Designing RC networks is not difficult when you understand how they work. These pages provide the tools for an electronics designer to understand what's going on in a network. They explain what RC networks do, how they work, what the equations mean, and how to design the right RC network for the job.
AC theory was never my favourite subject, and this is not a textbook. I don't mention poles and zeros or the frequency domain. This is more like a series of lectures for practical people who have electronic design problems to solve.
Energy, Phase and Impedance
Mainly about the basics - the differences between resistors and capacitors, phase shift, impedance, the value of (jω), and what RC networks are for.
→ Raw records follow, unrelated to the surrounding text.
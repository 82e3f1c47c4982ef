// Qdrant-backed history index

use std::collections::HashMap;

use async_trait::async_trait;
use chrono::{DateTime, Utc};
use qdrant_client::qdrant::{
    CreateCollectionBuilder, Distance, PointStruct, SearchPointsBuilder, UpsertPointsBuilder,
    Value, VectorParamsBuilder,
};
use qdrant_client::{Payload, Qdrant};

use crate::history::{rank_references, HistoryIndex, HistoryRecord, VectorStoreError};
use crate::result::{AnalysisResult, HistoryReference};

pub const DEFAULT_COLLECTION: &str = "error_history";

pub struct QdrantHistoryIndex {
    client: Qdrant,
    collection: String,
}

impl QdrantHistoryIndex {
    /// Connect and make sure the collection exists
    pub async fn connect(url: &str, collection: impl Into<String>, dimensions: u64) -> Result<Self, VectorStoreError> {
        let collection = collection.into();
        let client = Qdrant::from_url(url)
            .build()
            .map_err(|e| VectorStoreError::Unavailable(e.to_string()))?;

        let exists = client
            .collection_exists(&collection)
            .await
            .map_err(|e| VectorStoreError::Unavailable(e.to_string()))?;
        if !exists {
            client
                .create_collection(
                    CreateCollectionBuilder::new(&collection)
                        .vectors_config(VectorParamsBuilder::new(dimensions, Distance::Cosine)),
                )
                .await
                .map_err(|e| VectorStoreError::Unavailable(e.to_string()))?;
            tracing::info!(collection = %collection, dimensions, "Created history collection");
        }

        Ok(Self { client, collection })
    }
}

fn get_string(payload: &HashMap<String, Value>, key: &str) -> Option<String> {
    payload.get(key).and_then(|v| v.as_str().map(|s| s.to_string()))
}

fn to_reference(payload: &HashMap<String, Value>, similarity: f32) -> Option<HistoryReference> {
    let result: AnalysisResult = serde_json::from_str(&get_string(payload, "result")?).ok()?;
    let created_at = get_string(payload, "created_at")
        .and_then(|s| DateTime::parse_from_rfc3339(&s).ok())
        .map(|dt| dt.with_timezone(&Utc))?;

    Some(HistoryReference {
        fingerprint: errlens_core::Fingerprint::new(get_string(payload, "fingerprint")?),
        similarity,
        error_message: result.error_message,
        explanation: result.explanation,
        severity: result.severity,
        created_at,
    })
}

#[async_trait]
impl HistoryIndex for QdrantHistoryIndex {
    async fn query(&self, embedding: &[f32], k: usize) -> Result<Vec<HistoryReference>, VectorStoreError> {
        if k == 0 {
            return Ok(Vec::new());
        }

        // over-fetch so superseded records don't crowd out distinct fingerprints
        let search = SearchPointsBuilder::new(&self.collection, embedding.to_vec(), (k * 4) as u64)
            .with_payload(true);
        let response = self
            .client
            .search_points(search)
            .await
            .map_err(|e| VectorStoreError::Unavailable(e.to_string()))?;

        let candidates = response
            .result
            .iter()
            .filter_map(|point| to_reference(&point.payload, point.score))
            .collect();
        Ok(rank_references(candidates, k))
    }

    async fn write(&self, record: HistoryRecord) -> Result<(), VectorStoreError> {
        let mut payload = Payload::new();
        payload.insert("fingerprint", record.fingerprint.as_str().to_string());
        payload.insert("severity", record.result.severity.as_str().to_string());
        payload.insert("created_at", record.created_at.to_rfc3339());
        payload.insert("result", serde_json::to_string(&record.result)?);

        let point = PointStruct::new(uuid::Uuid::new_v4().to_string(), record.embedding, payload);

        // wait for the write to be applied so the next query sees it
        self.client
            .upsert_points(UpsertPointsBuilder::new(&self.collection, vec![point]).wait(true))
            .await
            .map_err(|e| VectorStoreError::Unavailable(e.to_string()))?;
        Ok(())
    }

    fn backend(&self) -> &str {
        "qdrant"
    }
}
R and C in series and parallel
The magnitude and phase response curves for the two simplest networks, and how they can easily be sketched as straight-line approximations.
Three components
How to design RC networks with two resistors and a capacitor, or two capacitors and a resistor, and how to see quickly what the shape of their response curves will be.
Second-order networks
The RC low pass filter. How to understand the meaning of a transfer function. The use of Q to describe shape. The bridged-tee notch filter, its limitations, and how to design a steep-sided notch filter.
Long ago, back at the dawn of time, when dinosaurs roamed the earth and ladies wore crinolines, I wrote a book on how to design RC networks. It was accepted for publication, but somehow (and I honestly can't remember why) it never actually got printed, though it did somehow get a listing on Amazon!
In the hope that some of the explanations might prove useful to young engineers struggling to understand the craft, I've re-written most of it, tidied it up, and added some better illustrations. More chapters will appear later, unless I get bored.